Pick the lines holding the string "last" out of the records and copy them.
----------------
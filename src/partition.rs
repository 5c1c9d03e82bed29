//! Adaptive two-level partitioning.
//!
//! A single pass over the catalog counts records per base-resolution cell;
//! that frozen population then drives refinement: any base cell holding
//! strictly more records than the threshold is split into its fine-resolution
//! descendants. The resulting [`PartitionScheme`] is the one source of truth
//! for record-to-partition assignment, shared by the import pipeline and the
//! query engine so both sides always agree on where a position lives.

use std::collections::{HashMap, HashSet};
use std::fmt;

use crate::catalog::{CatalogRecord, SkyPosition};
use crate::error::Error;
use crate::healpix::{CellId, Tessellation};

/// Identifier of one shard of the catalog.
///
/// Plain ids name a base-resolution cell directly. Composite ids name a
/// fine-resolution cell under a refined base cell and carry a flag bit so
/// that `composite(0, f)` can never collide with the plain id `f`:
///
/// ```text
/// bit 63        bits 62..32      bits 31..0
/// [flag = 1]    [base cell id]   [fine cell id]
/// ```
#[derive(Debug, Clone, Copy, PartialEq, Eq, Hash, PartialOrd, Ord)]
pub struct PartitionId(u64);

const FINE_BITS: u32 = 32;
const COMPOSITE_FLAG: u64 = 1 << 63;

impl PartitionId {
    pub fn base(cell: CellId) -> Self {
        debug_assert_eq!(cell & COMPOSITE_FLAG, 0);
        PartitionId(cell)
    }

    pub fn composite(base: CellId, fine: CellId) -> Self {
        debug_assert!(fine < 1 << FINE_BITS, "fine cell id overflows 32 bits");
        debug_assert!(base < 1 << (63 - FINE_BITS));
        PartitionId(COMPOSITE_FLAG | (base << FINE_BITS) | fine)
    }

    pub fn is_composite(&self) -> bool {
        self.0 & COMPOSITE_FLAG != 0
    }

    pub fn as_u64(&self) -> u64 {
        self.0
    }
}

impl fmt::Display for PartitionId {
    fn fmt(&self, f: &mut fmt::Formatter<'_>) -> fmt::Result {
        if self.is_composite() {
            let base = (self.0 & !COMPOSITE_FLAG) >> FINE_BITS;
            let fine = self.0 & ((1 << FINE_BITS) - 1);
            write!(f, "{base}/{fine}")
        } else {
            write!(f, "{}", self.0)
        }
    }
}

/// Planner parameters.
#[derive(Debug, Clone, Copy)]
pub struct PlanConfig {
    /// Tessellation depth of the coarse level.
    pub base_depth: u8,
    /// Tessellation depth used inside refined base cells. Must be >= base_depth.
    pub fine_depth: u8,
    /// A base cell is refined when its population is strictly greater than this.
    pub threshold: u64,
}

impl PlanConfig {
    /// Nested fine cell ids must fit the 32-bit slot of a composite
    /// partition id; 12 * 4^15 cells would overflow it.
    pub const MAX_FINE_DEPTH: u8 = 14;

    /// Check the depth ordering and encoding limits. Call this on
    /// user-supplied parameters before planning; [`plan`] asserts the same
    /// conditions as invariants.
    pub fn validate(&self) -> Result<(), Error> {
        if self.fine_depth < self.base_depth {
            return Err(Error::Config(format!(
                "fine depth {} below base depth {}",
                self.fine_depth, self.base_depth
            )));
        }
        if self.fine_depth > Self::MAX_FINE_DEPTH {
            return Err(Error::Config(format!(
                "fine depth {} exceeds the maximum of {}",
                self.fine_depth,
                Self::MAX_FINE_DEPTH
            )));
        }
        Ok(())
    }
}

impl Default for PlanConfig {
    fn default() -> Self {
        PlanConfig {
            base_depth: 6,
            fine_depth: 8,
            threshold: 10_000,
        }
    }
}

/// The frozen outcome of planning: which base cells are refined, and the
/// tessellations needed to map any position to its partition.
#[derive(Debug, Clone)]
pub struct PartitionScheme {
    base: Tessellation,
    fine: Tessellation,
    refined: HashSet<CellId>,
}

impl PartitionScheme {
    pub fn base(&self) -> &Tessellation {
        &self.base
    }

    pub fn fine(&self) -> &Tessellation {
        &self.fine
    }

    pub fn is_refined(&self, base_cell: CellId) -> bool {
        self.refined.contains(&base_cell)
    }

    pub fn refined_count(&self) -> usize {
        self.refined.len()
    }

    /// Partition holding the given position.
    pub fn partition_of(&self, pos: &SkyPosition) -> PartitionId {
        let (lon, lat) = pos.lon_lat_rad();
        let base_cell = self.base.cell_of(lon, lat);
        if self.refined.contains(&base_cell) {
            let fine_cell = self.fine.cell_of(lon, lat);
            PartitionId::composite(base_cell, fine_cell)
        } else {
            PartitionId::base(base_cell)
        }
    }

    /// All partitions whose records lie inside the given base cell.
    ///
    /// For an unrefined cell this is the plain id itself. For a refined cell
    /// the nested indexing scheme makes the descendants a contiguous range:
    /// each extra depth level splits a cell into 4, appending two index bits,
    /// so the fine cells under `c` are exactly `[c * 4^dd, (c + 1) * 4^dd)`.
    pub fn expand_base_cell(&self, base_cell: CellId) -> Vec<PartitionId> {
        if !self.refined.contains(&base_cell) {
            return vec![PartitionId::base(base_cell)];
        }
        let shift = 2 * u32::from(self.fine.depth() - self.base.depth());
        let first = base_cell << shift;
        let last = (base_cell + 1) << shift;
        (first..last)
            .map(|fine| PartitionId::composite(base_cell, fine))
            .collect()
    }
}

/// Population statistics gathered during planning, reported after import.
#[derive(Debug, Clone, Copy)]
pub struct PopulationReport {
    /// Number of distinct base cells that hold at least one record.
    pub occupied_cells: u64,
    pub min_population: u64,
    pub max_population: u64,
    pub avg_population: f64,
    pub refined_cells: u64,
    pub total_records: u64,
}

/// A complete import plan: one partition per record, plus the scheme and
/// population statistics.
#[derive(Debug)]
pub struct Plan {
    pub assignments: Vec<PartitionId>,
    pub scheme: PartitionScheme,
    pub report: PopulationReport,
}

/// Build the partition plan for a catalog.
///
/// Two passes over the records: the first freezes the base-cell population
/// and decides refinement, the second assigns every record under the frozen
/// scheme. Records arriving later never change which cells were refined.
pub fn plan(records: &[CatalogRecord], config: &PlanConfig) -> Plan {
    assert!(
        config.fine_depth >= config.base_depth,
        "fine depth {} below base depth {}",
        config.fine_depth,
        config.base_depth
    );
    assert!(
        config.fine_depth <= PlanConfig::MAX_FINE_DEPTH,
        "fine depth {} overflows the composite id encoding",
        config.fine_depth
    );

    let base = Tessellation::new(config.base_depth);
    let fine = Tessellation::new(config.fine_depth);

    let mut population: HashMap<CellId, u64> = HashMap::new();
    for record in records {
        let (lon, lat) = record.position.lon_lat_rad();
        *population.entry(base.cell_of(lon, lat)).or_insert(0) += 1;
    }

    let refined: HashSet<CellId> = population
        .iter()
        .filter(|(_, &count)| count > config.threshold)
        .map(|(&cell, _)| cell)
        .collect();

    let report = summarize(&population, refined.len() as u64, records.len() as u64);

    tracing::info!(
        occupied = report.occupied_cells,
        refined = report.refined_cells,
        max = report.max_population,
        "partition plan ready"
    );

    let scheme = PartitionScheme {
        base,
        fine,
        refined,
    };

    let assignments = records
        .iter()
        .map(|record| scheme.partition_of(&record.position))
        .collect();

    Plan {
        assignments,
        scheme,
        report,
    }
}

fn summarize(population: &HashMap<CellId, u64>, refined: u64, total: u64) -> PopulationReport {
    let occupied = population.len() as u64;
    let min = population.values().copied().min().unwrap_or(0);
    let max = population.values().copied().max().unwrap_or(0);
    let avg = if occupied > 0 {
        total as f64 / occupied as f64
    } else {
        0.0
    };
    PopulationReport {
        occupied_cells: occupied,
        min_population: min,
        max_population: max,
        avg_population: avg,
        refined_cells: refined,
        total_records: total,
    }
}

#[cfg(test)]
mod tests {
    use super::*;
    use rand::rngs::StdRng;
    use rand::{Rng, SeedableRng};

    fn record(source_id: u32, ra: f64, dec: f64) -> CatalogRecord {
        CatalogRecord {
            timestamp: "2024-01-01 00:00:00".to_string(),
            source_id,
            position: SkyPosition::new(ra, dec),
            magnitude: 12.0,
            time_value: 2460310.5,
        }
    }

    #[test]
    fn sparse_catalog_stays_at_base_resolution() {
        // Scenario: a handful of scattered records, threshold far above any
        // single cell's population. Every assignment must be a plain id.
        let mut rng = StdRng::seed_from_u64(7);
        let records: Vec<_> = (0..10)
            .map(|i| {
                record(
                    i,
                    rng.gen_range(0.0..360.0),
                    rng.gen_range(-80.0..80.0),
                )
            })
            .collect();

        let config = PlanConfig {
            base_depth: 4,
            fine_depth: 6,
            threshold: 1000,
        };
        let p = plan(&records, &config);

        assert_eq!(p.assignments.len(), records.len());
        assert!(p.assignments.iter().all(|id| !id.is_composite()));
        assert_eq!(p.report.refined_cells, 0);
        assert_eq!(p.report.total_records, 10);
    }

    #[test]
    fn dense_cell_is_refined_sparse_cell_is_not() {
        // 1500 records in one spot, 20 in an antipodal spot, threshold 1000.
        let mut records = Vec::new();
        for i in 0..1500u32 {
            records.push(record(i, 10.0, 10.0));
        }
        for i in 0..20u32 {
            records.push(record(10_000 + i, 190.0, -10.0));
        }

        let config = PlanConfig {
            base_depth: 4,
            fine_depth: 6,
            threshold: 1000,
        };
        let p = plan(&records, &config);

        assert!(p.assignments[..1500].iter().all(|id| id.is_composite()));
        assert!(p.assignments[1500..].iter().all(|id| !id.is_composite()));
        assert_eq!(p.report.refined_cells, 1);
    }

    #[test]
    fn population_exactly_at_threshold_is_not_refined() {
        let records: Vec<_> = (0..100u32).map(|i| record(i, 45.0, 45.0)).collect();
        let config = PlanConfig {
            base_depth: 3,
            fine_depth: 5,
            threshold: 100,
        };
        let p = plan(&records, &config);
        assert_eq!(p.report.refined_cells, 0);

        let config = PlanConfig {
            threshold: 99,
            ..config
        };
        let p = plan(&records, &config);
        assert_eq!(p.report.refined_cells, 1);
    }

    #[test]
    fn planning_is_deterministic() {
        let mut rng = StdRng::seed_from_u64(42);
        let records: Vec<_> = (0..2000)
            .map(|i| {
                record(
                    i,
                    rng.gen_range(0.0..360.0),
                    rng.gen_range(-89.0..89.0),
                )
            })
            .collect();
        let config = PlanConfig {
            base_depth: 2,
            fine_depth: 4,
            threshold: 50,
        };

        let a = plan(&records, &config);
        let b = plan(&records, &config);
        assert_eq!(a.assignments, b.assignments);
        assert_eq!(a.report.refined_cells, b.report.refined_cells);
    }

    #[test]
    fn composite_ids_never_collide_with_plain_ids() {
        let plain = PartitionId::base(0);
        let composite = PartitionId::composite(0, 0);
        assert_ne!(plain, composite);
        assert!(composite.is_composite());
        assert!(!plain.is_composite());

        // Distinct (base, fine) pairs map to distinct ids.
        let mut seen = HashSet::new();
        for base in 0..8u64 {
            assert!(seen.insert(PartitionId::base(base).as_u64()));
            for fine in 0..8u64 {
                assert!(seen.insert(PartitionId::composite(base, fine).as_u64()));
            }
        }
    }

    #[test]
    fn expand_base_cell_covers_exactly_the_descendants() {
        let records: Vec<_> = (0..200u32).map(|i| record(i, 10.0, 10.0)).collect();
        let config = PlanConfig {
            base_depth: 2,
            fine_depth: 4,
            threshold: 100,
        };
        let p = plan(&records, &config);
        assert_eq!(p.report.refined_cells, 1);

        let (lon, lat) = records[0].position.lon_lat_rad();
        let base_cell = p.scheme.base().cell_of(lon, lat);
        let expanded = p.scheme.expand_base_cell(base_cell);

        // Depth delta of 2 means 4^2 = 16 descendants.
        assert_eq!(expanded.len(), 16);
        assert!(expanded.iter().all(|id| id.is_composite()));
        assert!(expanded.contains(&p.assignments[0]));

        // An unrefined cell expands to itself.
        let other = if base_cell == 0 { 1 } else { 0 };
        assert_eq!(p.scheme.expand_base_cell(other), vec![PartitionId::base(other)]);
    }

    #[test]
    fn partition_of_matches_assignments() {
        let mut rng = StdRng::seed_from_u64(3);
        let records: Vec<_> = (0..500)
            .map(|i| {
                record(
                    i,
                    rng.gen_range(0.0..360.0),
                    rng.gen_range(-89.0..89.0),
                )
            })
            .collect();
        let config = PlanConfig {
            base_depth: 1,
            fine_depth: 3,
            threshold: 10,
        };
        let p = plan(&records, &config);
        for (record, id) in records.iter().zip(&p.assignments) {
            assert_eq!(p.scheme.partition_of(&record.position), *id);
        }
    }

    #[test]
    fn validate_rejects_bad_depths() {
        let mut config = PlanConfig::default();
        assert!(config.validate().is_ok());

        config.fine_depth = config.base_depth - 1;
        assert!(matches!(config.validate(), Err(Error::Config(_))));

        config = PlanConfig {
            base_depth: 6,
            fine_depth: PlanConfig::MAX_FINE_DEPTH + 1,
            threshold: 10_000,
        };
        assert!(matches!(config.validate(), Err(Error::Config(_))));

        config.fine_depth = PlanConfig::MAX_FINE_DEPTH;
        assert!(config.validate().is_ok());
    }

    #[test]
    fn display_formats() {
        assert_eq!(PartitionId::base(17).to_string(), "17");
        assert_eq!(PartitionId::composite(3, 44).to_string(), "3/44");
    }
}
----------------
_Final answer_:
        let last = (base_cell + 1) << shift;
        (first..last)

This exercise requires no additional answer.